Tuesday, February 5, 2008

More P90X...

Oy, this is a sorry sight to see: I'm sitting here singing to Barbra Streisand. Please tell me that one of you is belting out Backstreet Boys right now.

Anyway, I'm still sticking with the P90X program, and--man--it's kickin' my butt royally. Today was my third day, and it was a cardio workout, which was quite a break from the first two days. It had some yoga [I can now see why people lose weight doing that.], Kenpō, plyometrics, and core work.
I started on the classic program for the first day and decided to switch to lean since it entails a lot of cardio and shoulder/arm exercises with some legs and back thrown in. That's what I really want to focus on. Yesterday was core synergistics, and I didn't realize how truly weak my core was until I was trying to do those exercises. I held out a lot better than I thought I would and was even able to do the bonus exercises without too much trouble, but that workout was killer. I think I've finally found myself a real challenge. My entire body is writhing in muscle-soreness, but as they say: No pain; no gain.
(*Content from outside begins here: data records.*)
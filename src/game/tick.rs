//! Simulation Tick
//!
//! One fixed-step pass over the stage sequence:
//!
//! ```text
//! intent → jump → move → triggers → gravity
//! ```
//!
//! Every committed move re-diffs the player's footprint on the spot, so the
//! map's occupancy is current when each later stage runs. Each stage may
//! decide not to move; later stages still run.

use tracing::{debug, info};

use crate::config::GameConfig;
use crate::game::events::GameEvent;
use crate::game::input::{InputFrame, InputRecording};
use crate::game::level::{LevelError, LevelSource};
use crate::game::render::Hud;
use crate::game::map::CellChange;
use crate::game::movement::{self, GravityOutcome};
use crate::game::player::PlayerStats;
use crate::game::state::{GamePhase, GameState};
use crate::game::trigger::process_triggers;

/// Result of a tick.
#[derive(Debug, Default)]
pub struct TickResult {
    /// Events generated this tick
    pub events: Vec<GameEvent>,
    /// Cells whose visible tile changed, in commit order
    pub changes: Vec<CellChange>,
    /// HUD after the tick
    pub hud: Hud,
    /// The active map changed; redraw it whole
    pub map_switched: bool,
    /// The player is dead; the loop should stop
    pub game_over: bool,
}

/// Run one simulation tick.
///
/// A tick after game over does nothing and reports `game_over` again.
pub fn tick(state: &mut GameState, input: InputFrame, config: &GameConfig) -> TickResult {
    let mut result = TickResult::default();

    if state.phase == GamePhase::GameOver {
        result.hud = state.hud();
        result.game_over = true;
        return result;
    }

    // 0. Advance tick counter
    state.tick += 1;
    let now = state.tick;

    // 1. Capture intent
    let intent = input.intent();
    let player = state.level.player_mut();
    if let Some(stats) = player.stats_mut() {
        stats.set_direction(intent.direction);
    }
    if intent.jump && movement::start_jump(player) {
        if let Some(from) = player.top_left() {
            debug!(tick = now, %from, "Jump started");
            result.events.push(GameEvent::jump_started(now, from));
        }
    }

    // 2. Jump resolution
    {
        let (map, player) = state.level.map_and_player_mut();
        movement::resolve_jump(map, player, &mut result.changes);
    }

    // 3. Horizontal / vertical intent move
    {
        let (map, player) = state.level.map_and_player_mut();
        movement::resolve_move(map, player, &mut result.changes);
    }

    // 4. Trigger scan
    let outcome = process_triggers(&mut state.level, config, now);
    result.events.extend(outcome.events);
    if outcome.map_switched {
        // Earlier changes were on the old map
        result.changes = outcome.changes;
        result.map_switched = true;
    } else {
        result.changes.extend(outcome.changes);
    }

    // 5. Gravity
    {
        let (map, player) = state.level.map_and_player_mut();
        if movement::apply_gravity(map, player, &mut result.changes) == GravityOutcome::Landed {
            if let Some(at) = player.top_left() {
                debug!(tick = now, %at, "Landed");
                result.events.push(GameEvent::landed(now, at));
            }
        }
    }

    // 6. End condition
    let dead = state
        .level
        .player()
        .stats()
        .is_some_and(PlayerStats::is_dead);
    if dead {
        state.phase = GamePhase::GameOver;
        result.game_over = true;
        info!(tick = now, level = state.level_index, gold = state.level.gold(), "Player died");
    }

    result.hud = state.hud();
    result
}

/// Replay a level from recorded inputs.
///
/// Returns the final state and every event raised.
pub fn replay_level(
    source: &dyn LevelSource,
    recording: &InputRecording,
    config: &GameConfig,
) -> Result<(GameState, Vec<GameEvent>), LevelError> {
    let mut state = GameState::load(source, recording.level_index, config)?;
    let mut all_events = Vec::new();

    for (_, frame) in recording.replay_iter() {
        let result = tick(&mut state, frame, config);
        all_events.extend(result.events);

        if result.game_over {
            break;
        }
    }

    Ok((state, all_events))
}

// =============================================================================
// TESTS
// =============================================================================
//! # Tile Platformer
//!
//! Deterministic simulation core for a tile-grid platformer.
//!
//! ## Architecture
//!
//! ```text
//! ┌─────────────────────────────────────────────────────────────┐
//! │                    TILE PLATFORMER                           │
//! ├─────────────────────────────────────────────────────────────┤
//! │  config.rs       - Tunables (frame rate, jump frames, ...)   │
//! │                                                              │
//! │  core/           - Deterministic primitives                  │
//! │  ├── position.rs - 2D integer grid vector                    │
//! │  ├── hash.rs     - State hashing for replay verification     │
//! │  └── timer.rs    - Fixed-step tick gate                      │
//! │                                                              │
//! │  game/           - Simulation                                │
//! │  ├── tile.rs     - Grid cells and entity body cells          │
//! │  ├── entity.rs   - Bodies and collision queries              │
//! │  ├── map.rs      - Grid authority and footprint diffing      │
//! │  ├── movement.rs - Validate-then-commit, jump, gravity       │
//! │  ├── trigger.rs  - Damage, gold and teleport tiles           │
//! │  ├── level.rs    - Level aggregate and level sources         │
//! │  ├── tick.rs     - One simulation pass                       │
//! │  └── runner.rs   - Fixed-step loop over input and renderer   │
//! └─────────────────────────────────────────────────────────────┘
//! ```
//!
//! ## Determinism Guarantee
//!
//! `core/` and `game/` (except the runner's wall clock) are deterministic:
//! - Integer grid positions only
//! - No HashMap (BTreeMap/BTreeSet for sorted iteration)
//! - No randomness
//!
//! Given the same level and input recording, a replay produces the same
//! state hash.

#![warn(missing_docs)]
#![warn(clippy::all)]
#![deny(unsafe_code)]

pub mod config;
pub mod core;
pub mod game;

// Re-export commonly used types
pub use config::{GameConfig, ConfigError};
pub use core::position::Position;
pub use game::input::{InputFrame, InputRecording};
pub use game::level::{LevelCatalog, LevelError, LevelSource};
pub use game::state::GameState;

/// Crate version
pub const VERSION: &str = env!("CARGO_PKG_VERSION");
Come May/June I want to be able to have the strength and physique to do some drawn-out bike rides and runs. I want to be able to get out to the Peninsula more often to keep this up because--let's face it--I'm not getting any younger, and that just makes it that much harder to keep weight off and stay in shape. I'm already starting to feel it, and I'm not quite 24 yet. I hate to see what I'd be like at 30 without exercising and dieting.

Keep me motivated, guys!

2 comments:

ron said...

i'll be right there with you in may/june down at the penisula. i want to be able to walk/bike around shirtless and not have my man boobies flopping around.

over 50% of women say abs are the first thing they notice on a guy at the beach.

Rachel said...

Sweet! That would be cool.
Yeah, I have to agree with those women. That was the first thing my eyes latched onto when I saw my husband shirtless for the first time. I think he got a kick out of my reaction.